Per the SLSA specification (slsa.dev/spec, v1.0 "Build" track):

Level Requirement (paraphrased)
Build L0 No guarantees.
Build L1 The build process produces provenance describing how the artifact was built. Provenance may be unsigned.
Build L2 The build runs on a hosted build platform that generates and signs the provenance, so it is authenticated and not forgeable by the package's own developers locally.
Build L3 The build platform is hardened: builds run in isolated environments, and provenance is generated by the platform in a way the build's own steps cannot influence or forge. Resists tampering by a compromised build step.

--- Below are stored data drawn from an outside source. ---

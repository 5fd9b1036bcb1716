//! Symmetric bone links: named bone-sets, optionally scoped to one
//! tribe/gender combination, whose members mirror each other's rotation and
//! scale while posing.

/// Body type of the posed character, as far as link rules care.
#[derive(Clone, Copy, Debug, Eq, PartialEq)]
pub enum Gender {
    Masculine,
    Feminine,
}

/// What the host knows about the actor behind a skeleton. Only link-rule
/// filtering consumes this; bones and channels never do.
#[derive(Clone, Debug, Default)]
pub struct ActorProfile {
    /// Tribe identifier as the host names it; the standard rules use
    /// `"Rava"` and `"Veena"`.
    pub tribe: Option<String>,
    pub gender: Option<Gender>,
}

/// One set of bones kept in lock-step. An unscoped set applies to every
/// actor; a scoped one only when the profile matches.
#[derive(Clone, Debug)]
pub struct LinkSet {
    tribe: Option<&'static str>,
    gender: Option<Gender>,
    bones: Vec<&'static str>,
}

impl LinkSet {
    pub fn new(bones: &[&'static str]) -> Self {
        Self {
            tribe: None,
            gender: None,
            bones: bones.to_vec(),
        }
    }

    pub fn scoped(tribe: &'static str, gender: Gender, bones: &[&'static str]) -> Self {
        Self {
            tribe: Some(tribe),
            gender: Some(gender),
            bones: bones.to_vec(),
        }
    }

    pub fn applies_to(&self, profile: &ActorProfile) -> bool {
        if let Some(tribe) = self.tribe {
            if profile.tribe.as_deref() != Some(tribe) {
                return false;
            }
        }
        if let Some(gender) = self.gender {
            if profile.gender != Some(gender) {
                return false;
            }
        }
        true
    }

    pub fn contains(&self, name: &str) -> bool {
        self.bones.iter().any(|bone| *bone == name)
    }

    /// The members of this set other than `name`.
    pub fn others<'a>(&'a self, name: &'a str) -> impl Iterator<Item = &'static str> + 'a {
        self.bones.iter().copied().filter(move |bone| *bone != name)
    }
}

/// The built-in link table: paired eyes for everyone, and the long-ear
/// variant chains per tribe and gender (the feminine skeletons pair ear
/// shapes a/b/d, the masculine ones a/c/d).
pub fn standard_links() -> Vec<LinkSet> {
    use Gender::{Feminine, Masculine};

    let mut links = vec![LinkSet::new(&["j_f_eye_r", "j_f_eye_l"])];

    for tribe in ["Rava", "Veena"] {
        links.push(LinkSet::scoped(
            tribe,
            Feminine,
            &["j_zera_a_l", "j_zerb_a_l", "j_zerd_a_l"],
        ));
        links.push(LinkSet::scoped(
            tribe,
            Feminine,
            &["j_zera_a_r", "j_zerb_a_r", "j_zerd_a_r"],
        ));
        links.push(LinkSet::scoped(
            tribe,
            Feminine,
            &["j_zera_b_l", "j_zerb_b_l", "j_zerd_b_l"],
        ));
        links.push(LinkSet::scoped(
            tribe,
            Feminine,
            &["j_zera_b_r", "j_zerb_b_r", "j_zerd_b_r"],
        ));

        links.push(LinkSet::scoped(
            tribe,
            Masculine,
            &["j_zera_a_l", "j_zerc_a_l", "j_zerd_a_l"],
        ));
        links.push(LinkSet::scoped(
            tribe,
            Masculine,
            &["j_zera_a_r", "j_zerc_a_r", "j_zerd_a_r"],
        ));
        links.push(LinkSet::scoped(
            tribe,
            Masculine,
            &["j_zera_b_l", "j_zerc_b_l", "j_zerd_b_l"],
        ));
        links.push(LinkSet::scoped(
            tribe,
            Masculine,
            &["j_zera_b_r", "j_zerc_b_r", "j_zerd_b_r"],
        ));
    }

    links
}

#[cfg(test)]
mod tests {
    use super::*;

    #[test]
    fn unscoped_sets_apply_to_everyone() {
        let eyes = LinkSet::new(&["j_f_eye_r", "j_f_eye_l"]);
        assert!(eyes.applies_to(&ActorProfile::default()));
        assert!(eyes.applies_to(&ActorProfile {
            tribe: Some("Dunesfolk".to_string()),
            gender: Some(Gender::Masculine),
        }));
    }

    #[test]
    fn scoped_sets_require_matching_profile() {
        let ears = LinkSet::scoped("Rava", Gender::Feminine, &["j_zera_a_l", "j_zerb_a_l"]);

        let matching = ActorProfile {
            tribe: Some("Rava".to_string()),
            gender: Some(Gender::Feminine),
        };
        assert!(ears.applies_to(&matching));

        let wrong_gender = ActorProfile {
            tribe: Some("Rava".to_string()),
            gender: Some(Gender::Masculine),
        };
        assert!(!ears.applies_to(&wrong_gender));

        let wrong_tribe = ActorProfile {
            tribe: Some("Veena".to_string()),
            gender: Some(Gender::Feminine),
        };
        assert!(!ears.applies_to(&wrong_tribe));

        assert!(!ears.applies_to(&ActorProfile::default()));
    }

    #[test]
    fn others_excludes_the_bone_itself() {
        let ears = LinkSet::scoped(
            "Veena",
            Gender::Masculine,
            &["j_zera_a_l", "j_zerc_a_l", "j_zerd_a_l"],
        );
        let others: Vec<_> = ears.others("j_zerc_a_l").collect();
        assert_eq!(others, ["j_zera_a_l", "j_zerd_a_l"]);
    }

    #[test]
    fn standard_table_pairs_eyes_and_ears() {
        let links = standard_links();
        assert!(links[0].contains("j_f_eye_l") && links[0].contains("j_f_eye_r"));

        // 1 eye set + 8 scoped sets for each of the two tribes.
        assert_eq!(links.len(), 17);
    }
}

Provenance is expressed as an in-toto attestation (in-toto.io/Statement/v1) carrying the SLSA provenance predicate (slsa.dev/provenance/v1), binding an artifact digest (subject) to a builder identity (runDetails.builder.id) and build parameters (buildDefinition).

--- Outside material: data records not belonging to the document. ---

use std::net::SocketAddr;
use std::path::PathBuf;
use std::sync::Arc;

use clap::Parser;
use common::configuration::Configuration;
use tokio::net::TcpListener;
use tokio_util::sync::CancellationToken;
use tollgate::app_state::AppState;
use tollgate::auth::Authenticator;
use tollgate::billing::{
    AccessCache, CounterStore, MemoryAccessCache, MemoryCounters, RedisCounters, Recorder,
    Validator,
};
use tollgate::db::{schema, DbPool};
use tollgate::events::{AccountingHandler, Consumer, Decorator, EventBus, Topic};
use tollgate::handlers::routes::response_cache;
use tollgate::policy::PolicyCache;
use tollgate::server::{serve, Listener};
use tollgate::shutdown::cancel_on_signal;
use tollgate::storage::memory::MemoryStore;
use tollgate::storage::postgres::PostgresStore;
use tollgate::storage::{ConfigStore, EventStore};
use tollgate::utils::metrics::init_metrics;
use tollgate::utils::tracing::init_tracer;
use tracing::{error, info, warn};

#[cfg(feature = "jemalloc")]
#[global_allocator]
static GLOBAL: tikv_jemallocator::Jemalloc = tikv_jemallocator::Jemalloc;

type BoxError = Box<dyn std::error::Error + Send + Sync>;

#[derive(Debug, Parser)]
#[command(name = "tollgate", about = "LLM API proxy with virtual keys")]
struct Args {
    /// Path to the YAML configuration file.
    #[arg(short, long, env = "TOLLGATE_CONFIG")]
    config: PathBuf,
}

// ---------------------------------------------------------------------------
// Configuration loading
// ---------------------------------------------------------------------------

fn load_config(args: &Args) -> Result<Configuration, BoxError> {
    eprintln!("loading configuration from {}", args.config.display());
    Ok(Configuration::load(&args.config)?)
}

// ---------------------------------------------------------------------------
// Storage initialization
// ---------------------------------------------------------------------------

struct Stores {
    config: Arc<dyn ConfigStore>,
    events: Arc<dyn EventStore>,
    pool: Option<DbPool>,
}

async fn init_stores(config: &Configuration) -> Result<Stores, BoxError> {
    let Some(database_url) = &config.database_url else {
        warn!("no database_url configured, policies and events are kept in memory");
        let store = Arc::new(MemoryStore::new());
        return Ok(Stores {
            config: store.clone() as Arc<dyn ConfigStore>,
            events: store,
            pool: None,
        });
    };

    let pool = DbPool::new(database_url)?;
    schema::migrate(&pool)
        .await
        .map_err(|e| format!("failed to prepare database schema: {e}"))?;
    let store = Arc::new(PostgresStore::new(pool.clone()));
    info!(storage_type = "postgres", "initialized storage");
    Ok(Stores {
        config: store.clone() as Arc<dyn ConfigStore>,
        events: store,
        pool: Some(pool),
    })
}

async fn init_counters(
    config: &Configuration,
) -> Result<(Arc<dyn CounterStore>, Arc<dyn AccessCache>), BoxError> {
    match &config.redis_url {
        Some(redis_url) => {
            let redis = Arc::new(
                RedisCounters::connect(redis_url)
                    .await
                    .map_err(|e| format!("failed to connect to redis: {e}"))?,
            );
            info!(counter_store = "redis", "initialized counters");
            let counters: Arc<dyn CounterStore> = redis.clone();
            let access: Arc<dyn AccessCache> = redis;
            Ok((counters, access))
        }
        None => {
            warn!("no redis_url configured, counters are local to this process");
            let counters: Arc<dyn CounterStore> = Arc::new(MemoryCounters::new());
            let access: Arc<dyn AccessCache> = Arc::new(MemoryAccessCache::new());
            Ok((counters, access))
        }
    }
}

// ---------------------------------------------------------------------------
// Entry point
// ---------------------------------------------------------------------------

#[tokio::main]
async fn main() -> Result<(), BoxError> {
    let args = Args::parse();
    let config = Arc::new(load_config(&args)?);
    let tracer_provider = init_tracer(config.log_mode)?;

    if let Some(port) = config.metrics_port {
        init_metrics(&config.bind_address, port)?;
        info!(port, "prometheus exporter listening");
    }

    let stores = init_stores(&config).await?;
    let (counters, access) = init_counters(&config).await?;

    let policies = PolicyCache::load(Arc::clone(&stores.config))
        .await
        .map_err(|e| format!("failed to load policies: {e}"))?;
    let token_counter = Arc::new(llmcost::TokenCounter::new()?);
    let decorator = Decorator::new(token_counter);
    let validator = Validator::new(Arc::clone(&counters), Arc::clone(&access));

    // consumers subscribe before anything can publish
    let bus = Arc::new(EventBus::new());
    let consumers_cancel = CancellationToken::new();
    let handler = Arc::new(AccountingHandler::new(
        decorator.clone(),
        Recorder::new(Arc::clone(&stores.events), Arc::clone(&counters)),
        validator.clone(),
        Arc::clone(&access),
        Arc::clone(&policies),
    ));
    let consumers = [Topic::Event, Topic::RequestContent].map(|topic| {
        let rx = bus.subscribe(topic, config.event_bus.capacity);
        Consumer::start(
            topic.as_str(),
            rx,
            handler.clone(),
            config.event_bus.workers,
            consumers_cancel.clone(),
        )
    });

    let http_client = reqwest::Client::builder()
        .timeout(config.upstream_timeout())
        .build()?;

    let state = Arc::new(AppState {
        config: Arc::clone(&config),
        config_store: stores.config,
        event_store: stores.events,
        authenticator: Authenticator::new(Arc::clone(&policies)),
        policies: Arc::clone(&policies),
        validator,
        decorator,
        bus: Arc::clone(&bus),
        http_client,
        response_cache: response_cache(),
    });

    let proxy_addr: SocketAddr = format!("{}:{}", config.bind_address, config.proxy_port).parse()?;
    let admin_addr: SocketAddr = format!("{}:{}", config.bind_address, config.admin_port).parse()?;
    let proxy_listener = TcpListener::bind(proxy_addr).await?;
    let admin_listener = TcpListener::bind(admin_addr).await?;

    let refreshers_cancel = CancellationToken::new();
    let refreshers = policies.start_refreshers(config.refresh_interval(), refreshers_cancel.clone());

    let shutdown = CancellationToken::new();
    cancel_on_signal(shutdown.clone());

    let drain = config.shutdown_timeout();
    tokio::join!(
        serve(
            proxy_listener,
            Listener::Proxy,
            Arc::clone(&state),
            shutdown.clone(),
            drain
        ),
        serve(
            admin_listener,
            Listener::Admin,
            Arc::clone(&state),
            shutdown.clone(),
            drain
        ),
    );

    // listeners are down: drain what the proxy already published
    bus.close();
    let drained = tokio::time::timeout(drain, async {
        for consumer in consumers {
            consumer.join().await;
        }
    })
    .await;
    if drained.is_err() {
        warn!(
            dropped = bus.dropped(),
            "event consumers did not drain in time, cancelling"
        );
        consumers_cancel.cancel();
    }

    refreshers_cancel.cancel();
    for refresher in refreshers {
        let _ = refresher.await;
    }

    if let Some(pool) = stores.pool {
        pool.close();
    }
    if let Err(e) = tracer_provider.shutdown() {
        error!(error = %e, "failed to flush tracer");
    }
    info!("shutdown complete");
    Ok(())
}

SLSA is a framework; it does not mandate specific tools. The Go ecosystem realizes it via the SLSA GitHub generator, cosign/sigstore signing, and reproducible builds.


SBOM Formats: CycloneDX and SPDX

Two specified, interoperable SBOM formats apply to Go:

  • CycloneDX (cyclonedx.org, ECMA-driven, OWASP) — JSON/XML; components[] with purl (Package URL, e.g. pkg:golang/github.com/google/uuid@v1.6.0), hashes, licenses, and dependency graph. Security-oriented; supports vulnerabilities[]. Generated for Go by cyclonedx-gomod.
  • SPDX (spdx.dev, ISO/IEC 5962:2021, Linux Foundation) — tag-value or JSON; packages[] with SPDXID, versionInfo, licenseConcluded, checksums, and relationships. License/compliance-oriented. Generated for Go by syft -o spdx-json.

Both can be produced from a Go module's graph or, preferably for release artifacts, from the compiled binary's embedded build info, ensuring the SBOM reflects exactly what shipped. The Package URL (purl) pkg:golang/... is the cross-format canonical identifier for a Go module version.


Differences Across Go Versions

  • Go 1.11 — Modules introduced; go.sum appears.
  • Go 1.13 — Checksum database (GOSUMDB, sum.golang.org) and module proxy (GOPROXY) become defaults; GOPRIVATE, GONOSUMDB, GONOPROXY, GOINSECURE introduced. Binaries begin embedding module info.
  • Go 1.16-mod=readonly becomes the default; module mode on by default (GO111MODULE=on).
  • Go 1.18go version -m build settings expanded (VCS info: vcs.revision, vcs.time, vcs.modified); -buildvcs flag.
  • Go 1.20–1.21govulncheck matures; symbol-level analysis and binary mode stabilized (govulncheck itself versioned independently under golang.org/x/vuln). GOTOOLCHAIN and the toolchain directive introduced (1.21), relevant to pinning the toolchain as a supply-chain input.
  • Go 1.21+ — Reproducible-build ergonomics and -trimpath remain stable; govulncheck adds SARIF output and richer modes via the x/vuln module.

The core integrity primitives — go.sum, the checksum database, and the private-module variables — have been stable since Go 1.13. The principal additions since are the vulnerability tooling (govulncheck, the vuln DB), richer embedded build info, and toolchain pinning.